Smith gets 2 years for writing illegal prescriptions

After 13 years sober, Dr. Michael E. Smith's addiction flared again, he said in court, driven in part by his father's death. And to pay for it, the former veterinarian admittedly wrote prescriptions illegally.

He used the money to fund his own drug habit, all seemingly to self-medicate his depression and anxiety. His voice quavered as he struggled to tell the court how his life had deteriorated since his arrest. Months later, the 53-year-old and his wife have filed for bankruptcy, and he lost his business.

"I confess my sins to God and the court and ask for guidance and help instead of incarceration," Smith read from a prepared statement before Judge Kelly Cottrill. "I stand before you humbled and remorseful and repentant."

But Cottrill was unswayed by the plea, and he reminded Smith that his status meant "you're the gatekeeper" to abusable drugs that he allowed onto the streets. For that, Smith will serve two years in prison, Cottrill ruled.

He must also voluntarily surrender his DEA registration and no longer write prescriptions.

Smith's family and friends packed the courtroom for his sentencing hearing Monday, and Cottrill acknowledged that many of them wrote letters in support of the former veterinarian. Many wept openly throughout the hearing.

"You're beloved by many, many people," Cottrill told him.

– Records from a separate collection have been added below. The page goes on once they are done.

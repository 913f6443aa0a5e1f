use std::time::Duration;

use axum::{
    extract::{FromRef, FromRequestParts},
    http::{request::Parts, StatusCode},
};
use jsonwebtoken::{decode, encode, DecodingKey, EncodingKey, Header, Validation};
use serde::{Deserialize, Serialize};
use time::{Duration as TimeDuration, OffsetDateTime};
use tracing::{debug, warn};
use uuid::Uuid;

use crate::{
    auth::dto::PublicUser,
    config::JwtConfig,
    state::AppState,
};

/// Token payload: the public user projection plus standard claims. Fields are
/// named explicitly so the token never picks up extra data if the user record
/// grows.
#[derive(Debug, Serialize, Deserialize, Clone)]
pub struct Claims {
    pub sub: Uuid,
    pub email: String,
    pub is_activated: bool,
    /// Random per-token id; guarantees two tokens for the same user differ
    /// even when issued within the same second.
    pub jti: Uuid,
    pub iat: usize,
    pub exp: usize,
    pub iss: String,
    pub aud: String,
}

impl Claims {
    pub fn user(&self) -> PublicUser {
        PublicUser {
            id: self.sub,
            email: self.email.clone(),
            is_activated: self.is_activated,
        }
    }
}

#[derive(Debug, Clone)]
pub struct TokenPair {
    pub access_token: String,
    pub refresh_token: String,
}

/// Signing and verification keys for both token classes. Access and refresh
/// tokens use distinct secrets, so leaking one cannot mint the other.
#[derive(Clone)]
pub struct JwtKeys {
    access_encoding: EncodingKey,
    access_decoding: DecodingKey,
    refresh_encoding: EncodingKey,
    refresh_decoding: DecodingKey,
    issuer: String,
    audience: String,
    access_ttl: Duration,
    refresh_ttl: Duration,
}

impl JwtKeys {
    pub fn from_config(config: &JwtConfig) -> Self {
        Self {
            access_encoding: EncodingKey::from_secret(config.access_secret.as_bytes()),
            access_decoding: DecodingKey::from_secret(config.access_secret.as_bytes()),
            refresh_encoding: EncodingKey::from_secret(config.refresh_secret.as_bytes()),
            refresh_decoding: DecodingKey::from_secret(config.refresh_secret.as_bytes()),
            issuer: config.issuer.clone(),
            audience: config.audience.clone(),
            access_ttl: Duration::from_secs((config.access_ttl_minutes as u64) * 60),
            refresh_ttl: Duration::from_secs((config.refresh_ttl_days as u64) * 24 * 3600),
        }
    }

    fn sign(&self, user: &PublicUser, key: &EncodingKey, ttl: Duration) -> anyhow::Result<String> {
        let now = OffsetDateTime::now_utc();
        let exp = now + TimeDuration::seconds(ttl.as_secs() as i64);
        let claims = Claims {
            sub: user.id,
            email: user.email.clone(),
            is_activated: user.is_activated,
            jti: Uuid::new_v4(),
            iat: now.unix_timestamp() as usize,
            exp: exp.unix_timestamp() as usize,
            iss: self.issuer.clone(),
            aud: self.audience.clone(),
        };
        let token = encode(&Header::default(), &claims, key)?;
        Ok(token)
    }

    /// Issue a fresh access/refresh pair embedding the user projection.
    pub fn issue_pair(&self, user: &PublicUser) -> anyhow::Result<TokenPair> {
        let access_token = self.sign(user, &self.access_encoding, self.access_ttl)?;
        let refresh_token = self.sign(user, &self.refresh_encoding, self.refresh_ttl)?;
        debug!(user_id = %user.id, "token pair issued");
        Ok(TokenPair {
            access_token,
            refresh_token,
        })
    }

    fn verify(&self, token: &str, key: &DecodingKey) -> anyhow::Result<Claims> {
        let mut validation = Validation::default();
        validation.set_audience(std::slice::from_ref(&self.audience));
        validation.set_issuer(std::slice::from_ref(&self.issuer));
        let data = decode::<Claims>(token, key, &validation)?;
        Ok(data.claims)
    }

    pub fn verify_access(&self, token: &str) -> anyhow::Result<Claims> {
        self.verify(token, &self.access_decoding)
    }

    pub fn verify_refresh(&self, token: &str) -> anyhow::Result<Claims> {
        self.verify(token, &self.refresh_decoding)
    }
}

impl FromRef<AppState> for JwtKeys {
    fn from_ref(state: &AppState) -> Self {
        Self::from_config(&state.config.jwt)
    }
}

/// Extracts and validates a Bearer access token, yielding the user ID.
pub struct AuthUser(pub Uuid);

#[axum::async_trait]
impl<S> FromRequestParts<S> for AuthUser
where
    S: Send + Sync,
    JwtKeys: FromRef<S>,
{
    type Rejection = (StatusCode, String);

    async fn from_request_parts(parts: &mut Parts, state: &S) -> Result<Self, Self::Rejection> {
        let keys = JwtKeys::from_ref(state);
        let auth_header = parts
            .headers
            .get(axum::http::header::AUTHORIZATION)
            .and_then(|v| v.to_str().ok())
            .ok_or((
                StatusCode::UNAUTHORIZED,
                "Missing Authorization header".to_string(),
            ))?;

        let token = auth_header.strip_prefix("Bearer ").ok_or((
            StatusCode::UNAUTHORIZED,
            "Invalid Authorization header".to_string(),
        ))?;

        let claims = match keys.verify_access(token) {
            Ok(c) => c,
            Err(_) => {
                warn!("invalid or expired access token");
                return Err((
                    StatusCode::UNAUTHORIZED,
                    "Invalid or expired token".to_string(),
                ));
            }
        };

        Ok(AuthUser(claims.sub))
    }
}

Smith, 100 Sally Road, was arrested in February after a state, city and county investigation uncovered an inordinate amount of prescriptions for a certain pain reliever, guns and other records.

Smith was indicted on 37 counts related to the investigation. The state dropped the majority of those charges in exchange for his guilty plea.

He pleaded to 10 counts of illegal processing of drug documents, a fourth-degree felony, and one weapons charge, a third-degree felony. Judge Cottrill sentenced him to 17 months on each illegal processing charge and 24 months in prison on the gun charge.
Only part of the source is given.